What to work on
Pull every line holding the word "than" from the data below and copy it.

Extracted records
-------------------------
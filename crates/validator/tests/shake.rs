//! Shake feedback driven by field validation, on a paused tokio clock.

use std::time::Duration;

use form_validator::prelude::*;
use tokio::time::sleep;

fn shaking_field(value: &str) -> StringValidator {
    let config = FieldConfig::default()
        .with_shake_on_invalid(true)
        .with_shake(ShakeConfig {
            strength: ShakeStrength::Custom(20.0),
            direction: ShakeDirection::Left,
            step_ms: 20,
        });
    StringValidator::with_config(value.to_owned(), vec![Box::new(Required)], config)
}

#[tokio::test(start_paused = true)]
async fn failed_validate_shakes() {
    let mut field = shaking_field("");
    assert!(!field.validate(None));
    assert!(field.shake_state().is_some());

    sleep(Duration::from_millis(21)).await;
    assert_eq!(field.shake_offset(), -20.0);

    sleep(Duration::from_millis(200)).await;
    assert_eq!(field.shake_offset(), 0.0);
}

#[tokio::test(start_paused = true)]
async fn passing_validate_does_not_shake() {
    let mut field = shaking_field("ok");
    assert!(field.validate(None));
    assert!(field.shake_state().is_none());
    assert_eq!(field.shake_offset(), 0.0);
}

#[tokio::test(start_paused = true)]
async fn typing_never_shakes() {
    let mut field = shaking_field("ok");
    field.on_value_change(String::new());
    assert!(field.is_error());
    assert!(field.shake_state().is_none());
}

#[tokio::test(start_paused = true)]
async fn dropping_the_field_stops_the_shake() {
    let mut field = shaking_field("");
    field.validate(None);
    let state = field.shake_state().cloned().unwrap();

    sleep(Duration::from_millis(12)).await;
    drop(field);
    // Let the cancelled task observe its token.
    tokio::task::yield_now().await;

    let frozen = state.position();
    assert!(frozen < 0.0 && frozen > -20.0, "frozen at {frozen}");
    sleep(Duration::from_millis(500)).await;
    assert_eq!(state.position(), frozen);
}

#[tokio::test(start_paused = true)]
async fn cancelling_a_shared_scope_stops_every_field() {
    let form = ShakeScope::current().unwrap();
    let mut first = shaking_field("").with_shake_scope(form.child());
    let mut second = shaking_field("").with_shake_scope(form.child());
    first.validate(None);
    second.validate(None);

    sleep(Duration::from_millis(12)).await;
    form.cancel();
    tokio::task::yield_now().await;

    let frozen = (first.shake_offset(), second.shake_offset());
    sleep(Duration::from_millis(500)).await;
    assert_eq!((first.shake_offset(), second.shake_offset()), frozen);
    assert!(frozen.0 < 0.0);
}

#[tokio::test(start_paused = true)]
async fn revalidating_restarts_the_shake() {
    let mut field = shaking_field("");
    field.validate(None);
    sleep(Duration::from_millis(100)).await;

    field.validate(None);
    sleep(Duration::from_millis(23)).await;
    // The first run would be back at rest by now; the restart is at its
    // first target.
    assert_eq!(field.shake_offset(), -20.0);
}
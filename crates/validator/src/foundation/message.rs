//! Formattable validation messages.
//!
//! Rules never produce display strings directly. They return a
//! [`ValidationMessage`] that is either a template id plus positional
//! arguments, or a literal string. Rendering is deferred to a
//! [`MessageFormatter`], which is only consulted when the UI asks for text.
//!
//! Template ids double as stable codes for i18n lookup, in the same spirit as
//! error codes: a localisation layer implements [`MessageFormatter`] and maps
//! the ids below to its own resources.

use std::borrow::Cow;
use std::fmt;

use smallvec::SmallVec;

// ============================================================================
// TEMPLATE IDS
// ============================================================================

/// Template ids used by the built-in rules.
pub mod templates {
    /// Text is blank.
    pub const REQUIRED: &str = "rule_required";
    /// Text is not an integer.
    pub const NUMERIC: &str = "rule_numeric";
    /// Text is not a decimal number.
    pub const DECIMAL: &str = "rule_decimal";
    /// Number below the minimum. Args: `[min]`.
    pub const MIN_VALUE: &str = "rule_min_value";
    /// Number above the maximum. Args: `[max]`.
    pub const MAX_VALUE: &str = "rule_max_value";
    /// Text shorter than the minimum. Args: `[min]`.
    pub const MIN_LENGTH: &str = "rule_min_length";
    /// Text has too few non-whitespace characters. Args: `[min]`.
    pub const MIN_LENGTH_NO_WHITESPACE: &str = "rule_min_length_no_whitespace";
    /// Text longer than the maximum. Args: `[max]`.
    pub const MAX_LENGTH: &str = "rule_max_length";
    /// Text is not shaped like an email address.
    pub const EMAIL: &str = "rule_email";
    /// Text is not a valid phone number.
    pub const PHONE: &str = "rule_phone";
    /// Day component is not a number.
    pub const DAY: &str = "rule_day";
    /// Month component is not a number.
    pub const MONTH: &str = "rule_month";
    /// Year component is not a number.
    pub const YEAR: &str = "rule_year";
    /// Date could not be constructed. Args: `[reason]`.
    pub const INVALID_DATE: &str = "rule_invalid_date";
    /// Confirmation does not match.
    pub const PASSWORDS: &str = "rule_passwords";
    /// Value is absent.
    pub const NOT_NULL: &str = "rule_not_null";
    /// Value is not one of the allowed values.
    pub const IN_LIST: &str = "rule_in_list";
    /// List is absent or empty.
    pub const NOT_EMPTY_LIST: &str = "rule_not_empty_list";
    /// Box must be checked.
    pub const IS_CHECKED: &str = "rule_is_checked";
    /// Box must not be checked.
    pub const IS_NOT_CHECKED: &str = "rule_is_not_checked";
}

// ============================================================================
// VALIDATION MESSAGE
// ============================================================================

/// Positional arguments of a templated message (typically zero or one).
pub type MessageArgs = SmallVec<[Cow<'static, str>; 2]>;

/// An immutable, formattable message returned by a rule.
///
/// Equality is structural: template id plus arguments, or the literal text.
#[derive(Debug, Clone, PartialEq, Eq, Hash)]
pub enum ValidationMessage {
    /// Reference to a localisable template with positional arguments.
    Template {
        /// Template id, see [`templates`].
        id: Cow<'static, str>,
        /// Positional arguments substituted into `{0}`, `{1}`, ...
        args: MessageArgs,
    },
    /// Already-rendered text.
    Literal(Cow<'static, str>),
}

impl ValidationMessage {
    /// Creates a template message without arguments.
    pub fn template(id: impl Into<Cow<'static, str>>) -> Self {
        Self::Template {
            id: id.into(),
            args: SmallVec::new(),
        }
    }

    /// Creates a literal message.
    pub fn literal(text: impl Into<Cow<'static, str>>) -> Self {
        Self::Literal(text.into())
    }

    /// Appends a positional argument to a template message.
    ///
    /// Literal messages have no placeholders; the argument is ignored.
    #[must_use = "builder methods must be chained or built"]
    pub fn with_arg(mut self, arg: impl fmt::Display) -> Self {
        if let Self::Template { args, .. } = &mut self {
            args.push(Cow::Owned(arg.to_string()));
        }
        self
    }

    /// Template id, or `None` for literal messages.
    #[must_use]
    pub fn template_id(&self) -> Option<&str> {
        match self {
            Self::Template { id, .. } => Some(id),
            Self::Literal(_) => None,
        }
    }

    /// Positional arguments (empty for literals).
    #[must_use]
    pub fn args(&self) -> &[Cow<'static, str>] {
        match self {
            Self::Template { args, .. } => args,
            Self::Literal(_) => &[],
        }
    }

    /// Renders the message through `formatter`.
    pub fn format(&self, formatter: &dyn MessageFormatter) -> String {
        match self {
            Self::Template { id, args } => formatter.format(id, args),
            Self::Literal(text) => text.to_string(),
        }
    }
}

impl From<&'static str> for ValidationMessage {
    fn from(text: &'static str) -> Self {
        Self::literal(text)
    }
}

impl From<String> for ValidationMessage {
    fn from(text: String) -> Self {
        Self::literal(text)
    }
}

// ============================================================================
// FORMATTER
// ============================================================================

/// Renders template messages into display strings.
///
/// This is the localisation seam. Implementations look `template` up in their
/// resources and substitute `args` positionally.
pub trait MessageFormatter {
    /// Formats `template` with positional `args`.
    fn format(&self, template: &str, args: &[Cow<'static, str>]) -> String;
}

impl<F> MessageFormatter for F
where
    F: Fn(&str, &[Cow<'static, str>]) -> String,
{
    fn format(&self, template: &str, args: &[Cow<'static, str>]) -> String {
        self(template, args)
    }
}

/// Built-in English catalog for the [`templates`] ids.
///
/// Unknown ids are treated as the pattern itself, so ad-hoc templates such as
/// `"Must be {0} or later"` work without registering anything.
#[derive(Debug, Clone, Copy, Default)]
pub struct DefaultCatalog;

impl DefaultCatalog {
    /// English pattern for a built-in template id.
    #[must_use]
    pub fn pattern(id: &str) -> Option<&'static str> {
        let pattern = match id {
            templates::REQUIRED => "Required",
            templates::NUMERIC => "Must be a whole number",
            templates::DECIMAL => "Must be a number",
            templates::MIN_VALUE => "Must be at least {0}",
            templates::MAX_VALUE => "Must be at most {0}",
            templates::MIN_LENGTH => "Must be at least {0} characters",
            templates::MIN_LENGTH_NO_WHITESPACE => {
                "Must be at least {0} characters, not counting spaces"
            }
            templates::MAX_LENGTH => "Must be at most {0} characters",
            templates::EMAIL => "Invalid email address",
            templates::PHONE => "Invalid phone number",
            templates::DAY => "Invalid day",
            templates::MONTH => "Invalid month",
            templates::YEAR => "Invalid year",
            templates::INVALID_DATE => "Invalid date: {0}",
            templates::PASSWORDS => "Passwords do not match",
            templates::NOT_NULL => "Required",
            templates::IN_LIST => "Not an allowed value",
            templates::NOT_EMPTY_LIST => "Select at least one item",
            templates::IS_CHECKED => "Must be checked",
            templates::IS_NOT_CHECKED => "Must not be checked",
            _ => return None,
        };
        Some(pattern)
    }
}

impl MessageFormatter for DefaultCatalog {
    fn format(&self, template: &str, args: &[Cow<'static, str>]) -> String {
        let pattern = Self::pattern(template).unwrap_or(template);
        substitute(pattern, args)
    }
}

/// Replaces `{0}`, `{1}`, ... in `pattern` with `args`.
///
/// Placeholders without a matching argument are left untouched. The scan
/// is a single pass, so braces inside an argument are copied verbatim.
#[must_use]
pub fn substitute(pattern: &str, args: &[Cow<'static, str>]) -> String {
    let mut out = String::with_capacity(pattern.len());
    let mut rest = pattern;
    while let Some(open) = rest.find('{') {
        out.push_str(&rest[..open]);
        let after = &rest[open + 1..];
        let digits = after.bytes().take_while(u8::is_ascii_digit).count();
        let arg = (digits > 0 && after[digits..].starts_with('}'))
            .then(|| after[..digits].parse::<usize>().ok())
            .flatten()
            .and_then(|index| args.get(index));
        match arg {
            Some(arg) => {
                out.push_str(arg);
                rest = &after[digits + 1..];
            }
            None => {
                out.push('{');
                rest = after;
            }
        }
    }
    out.push_str(rest);
    out
}

// ============================================================================
// TESTS
// ============================================================================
-------------------------
Result for this task
    /// Text shorter than the minimum. Args: `[min]`.
    /// Text longer than the maximum. Args: `[max]`.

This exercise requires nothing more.